§ Exercise
Please quote exactly the opening lines of the data, from the first line to the one where "(None = never)" appears.

Records from a dataset
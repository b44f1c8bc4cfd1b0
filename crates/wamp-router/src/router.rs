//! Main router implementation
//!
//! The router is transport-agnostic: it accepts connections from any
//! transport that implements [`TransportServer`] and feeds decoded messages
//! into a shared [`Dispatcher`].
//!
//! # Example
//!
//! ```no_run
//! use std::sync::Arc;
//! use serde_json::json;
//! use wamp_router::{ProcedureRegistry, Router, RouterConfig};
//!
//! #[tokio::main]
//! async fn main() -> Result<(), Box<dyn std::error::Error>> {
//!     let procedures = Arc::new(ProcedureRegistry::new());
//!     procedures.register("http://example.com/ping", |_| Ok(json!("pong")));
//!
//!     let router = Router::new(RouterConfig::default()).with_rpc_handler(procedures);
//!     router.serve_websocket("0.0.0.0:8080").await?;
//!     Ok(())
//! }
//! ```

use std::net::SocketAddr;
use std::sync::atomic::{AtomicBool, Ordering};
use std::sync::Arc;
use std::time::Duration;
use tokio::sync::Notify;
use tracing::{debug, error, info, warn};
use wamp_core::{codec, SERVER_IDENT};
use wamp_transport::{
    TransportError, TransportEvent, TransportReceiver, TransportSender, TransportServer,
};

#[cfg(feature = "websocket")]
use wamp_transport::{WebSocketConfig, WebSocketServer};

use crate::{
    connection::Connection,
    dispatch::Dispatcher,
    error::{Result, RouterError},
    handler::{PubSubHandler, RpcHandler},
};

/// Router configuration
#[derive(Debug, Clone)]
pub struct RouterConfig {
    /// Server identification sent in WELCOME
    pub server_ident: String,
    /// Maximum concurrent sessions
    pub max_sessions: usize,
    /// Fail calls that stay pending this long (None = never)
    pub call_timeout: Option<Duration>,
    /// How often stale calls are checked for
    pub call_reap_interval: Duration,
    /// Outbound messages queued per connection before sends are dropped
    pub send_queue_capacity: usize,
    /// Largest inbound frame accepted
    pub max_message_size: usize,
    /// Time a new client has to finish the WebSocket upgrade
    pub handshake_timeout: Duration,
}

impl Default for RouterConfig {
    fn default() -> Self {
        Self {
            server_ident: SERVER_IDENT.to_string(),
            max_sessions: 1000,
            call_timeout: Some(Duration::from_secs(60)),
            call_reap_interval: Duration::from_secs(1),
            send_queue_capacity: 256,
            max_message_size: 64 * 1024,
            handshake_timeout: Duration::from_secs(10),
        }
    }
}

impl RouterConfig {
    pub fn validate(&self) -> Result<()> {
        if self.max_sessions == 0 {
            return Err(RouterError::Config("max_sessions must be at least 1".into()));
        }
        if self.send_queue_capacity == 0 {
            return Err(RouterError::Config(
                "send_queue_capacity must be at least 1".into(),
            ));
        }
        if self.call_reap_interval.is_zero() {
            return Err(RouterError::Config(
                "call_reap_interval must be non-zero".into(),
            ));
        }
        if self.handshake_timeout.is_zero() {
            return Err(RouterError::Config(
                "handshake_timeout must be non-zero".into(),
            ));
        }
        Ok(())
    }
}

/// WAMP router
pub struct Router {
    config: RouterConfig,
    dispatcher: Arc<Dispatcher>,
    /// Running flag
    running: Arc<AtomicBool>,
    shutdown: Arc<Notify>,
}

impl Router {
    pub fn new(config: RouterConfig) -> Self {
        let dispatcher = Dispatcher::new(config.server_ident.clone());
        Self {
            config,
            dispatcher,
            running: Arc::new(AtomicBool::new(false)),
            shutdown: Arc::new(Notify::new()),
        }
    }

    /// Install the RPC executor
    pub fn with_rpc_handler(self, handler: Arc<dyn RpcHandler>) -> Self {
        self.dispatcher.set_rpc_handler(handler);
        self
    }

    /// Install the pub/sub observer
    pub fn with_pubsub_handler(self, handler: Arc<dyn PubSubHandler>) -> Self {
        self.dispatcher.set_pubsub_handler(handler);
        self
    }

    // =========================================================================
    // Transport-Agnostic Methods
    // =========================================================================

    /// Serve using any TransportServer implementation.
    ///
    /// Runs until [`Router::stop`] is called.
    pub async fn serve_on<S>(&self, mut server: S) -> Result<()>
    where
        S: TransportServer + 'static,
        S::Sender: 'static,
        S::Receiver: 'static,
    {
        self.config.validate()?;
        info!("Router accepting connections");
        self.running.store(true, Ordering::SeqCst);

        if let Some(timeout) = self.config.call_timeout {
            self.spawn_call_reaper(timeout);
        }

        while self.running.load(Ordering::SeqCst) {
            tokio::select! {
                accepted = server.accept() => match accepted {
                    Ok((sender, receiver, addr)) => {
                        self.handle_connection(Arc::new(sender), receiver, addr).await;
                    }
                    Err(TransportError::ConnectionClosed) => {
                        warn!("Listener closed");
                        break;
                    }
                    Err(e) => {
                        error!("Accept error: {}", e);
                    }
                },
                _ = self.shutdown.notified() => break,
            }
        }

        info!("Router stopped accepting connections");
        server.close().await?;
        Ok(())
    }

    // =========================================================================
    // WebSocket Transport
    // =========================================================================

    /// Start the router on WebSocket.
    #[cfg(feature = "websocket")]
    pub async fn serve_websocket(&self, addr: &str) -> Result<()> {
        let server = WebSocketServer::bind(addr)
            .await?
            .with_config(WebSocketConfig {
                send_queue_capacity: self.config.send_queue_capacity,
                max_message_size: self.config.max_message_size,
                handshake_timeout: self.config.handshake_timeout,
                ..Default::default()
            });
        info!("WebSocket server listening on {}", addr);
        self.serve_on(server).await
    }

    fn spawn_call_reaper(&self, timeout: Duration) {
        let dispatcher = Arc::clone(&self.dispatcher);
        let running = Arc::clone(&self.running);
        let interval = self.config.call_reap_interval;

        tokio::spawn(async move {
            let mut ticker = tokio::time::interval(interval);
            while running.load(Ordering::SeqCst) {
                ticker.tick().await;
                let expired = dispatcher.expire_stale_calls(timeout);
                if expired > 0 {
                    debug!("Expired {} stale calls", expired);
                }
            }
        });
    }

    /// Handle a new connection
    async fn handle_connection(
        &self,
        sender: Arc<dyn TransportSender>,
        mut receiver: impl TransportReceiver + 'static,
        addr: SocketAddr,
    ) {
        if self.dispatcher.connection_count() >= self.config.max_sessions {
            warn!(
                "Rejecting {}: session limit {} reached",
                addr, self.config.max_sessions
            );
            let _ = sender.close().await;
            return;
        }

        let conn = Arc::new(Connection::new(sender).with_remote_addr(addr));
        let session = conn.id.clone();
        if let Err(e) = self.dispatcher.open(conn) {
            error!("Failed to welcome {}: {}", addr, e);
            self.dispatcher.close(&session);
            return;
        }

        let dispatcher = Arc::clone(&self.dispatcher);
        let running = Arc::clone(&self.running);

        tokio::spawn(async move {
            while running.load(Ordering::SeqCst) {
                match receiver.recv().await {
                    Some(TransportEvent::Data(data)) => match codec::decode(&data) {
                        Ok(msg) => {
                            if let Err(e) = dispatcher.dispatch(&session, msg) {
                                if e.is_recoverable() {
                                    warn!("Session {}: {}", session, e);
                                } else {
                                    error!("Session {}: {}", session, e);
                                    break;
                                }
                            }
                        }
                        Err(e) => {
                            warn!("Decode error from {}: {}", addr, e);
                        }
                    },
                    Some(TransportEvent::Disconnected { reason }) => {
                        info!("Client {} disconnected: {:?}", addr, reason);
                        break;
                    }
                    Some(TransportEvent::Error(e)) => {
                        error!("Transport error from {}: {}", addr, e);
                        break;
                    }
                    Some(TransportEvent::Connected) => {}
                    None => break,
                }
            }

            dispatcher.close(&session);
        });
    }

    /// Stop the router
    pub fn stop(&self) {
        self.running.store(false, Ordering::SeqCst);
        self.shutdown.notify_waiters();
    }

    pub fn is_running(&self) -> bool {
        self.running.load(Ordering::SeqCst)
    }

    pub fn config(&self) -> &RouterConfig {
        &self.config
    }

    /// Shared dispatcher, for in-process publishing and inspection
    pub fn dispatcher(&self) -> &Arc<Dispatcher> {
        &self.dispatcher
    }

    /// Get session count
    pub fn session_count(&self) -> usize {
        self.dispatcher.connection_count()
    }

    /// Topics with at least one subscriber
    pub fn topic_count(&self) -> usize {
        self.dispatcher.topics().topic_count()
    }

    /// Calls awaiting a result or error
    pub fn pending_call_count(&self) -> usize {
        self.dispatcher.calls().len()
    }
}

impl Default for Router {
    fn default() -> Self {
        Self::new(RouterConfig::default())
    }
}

§ Written answer
repository b44f1c8bc4cfd1b0
filename crates/wamp-router/src/router.rs
//! Main router implementation
//!
//! The router is transport-agnostic: it accepts connections from any
//! transport that implements [`TransportServer`] and feeds decoded messages
//! into a shared [`Dispatcher`].
//!
//! # Example
//!
//! ```no_run
//! use std::sync::Arc;
//! use serde_json::json;
//! use wamp_router::{ProcedureRegistry, Router, RouterConfig};
//!
//! #[tokio::main]
//! async fn main() -> Result<(), Box<dyn std::error::Error>> {
//!     let procedures = Arc::new(ProcedureRegistry::new());
//!     procedures.register("http://example.com/ping", |_| Ok(json!("pong")));
//!
//!     let router = Router::new(RouterConfig::default()).with_rpc_handler(procedures);
//!     router.serve_websocket("0.0.0.0:8080").await?;
//!     Ok(())
//! }
//! ```

use std::net::SocketAddr;
use std::sync::atomic::{AtomicBool, Ordering};
use std::sync::Arc;
use std::time::Duration;
use tokio::sync::Notify;
use tracing::{debug, error, info, warn};
use wamp_core::{codec, SERVER_IDENT};
use wamp_transport::{
    TransportError, TransportEvent, TransportReceiver, TransportSender, TransportServer,
};

#[cfg(feature = "websocket")]
use wamp_transport::{WebSocketConfig, WebSocketServer};

use crate::{
    connection::Connection,
    dispatch::Dispatcher,
    error::{Result, RouterError},
    handler::{PubSubHandler, RpcHandler},
};

/// Router configuration
#[derive(Debug, Clone)]
pub struct RouterConfig {
    /// Server identification sent in WELCOME
    pub server_ident: String,
    /// Maximum concurrent sessions
    pub max_sessions: usize,
    /// Fail calls that stay pending this long (None = never)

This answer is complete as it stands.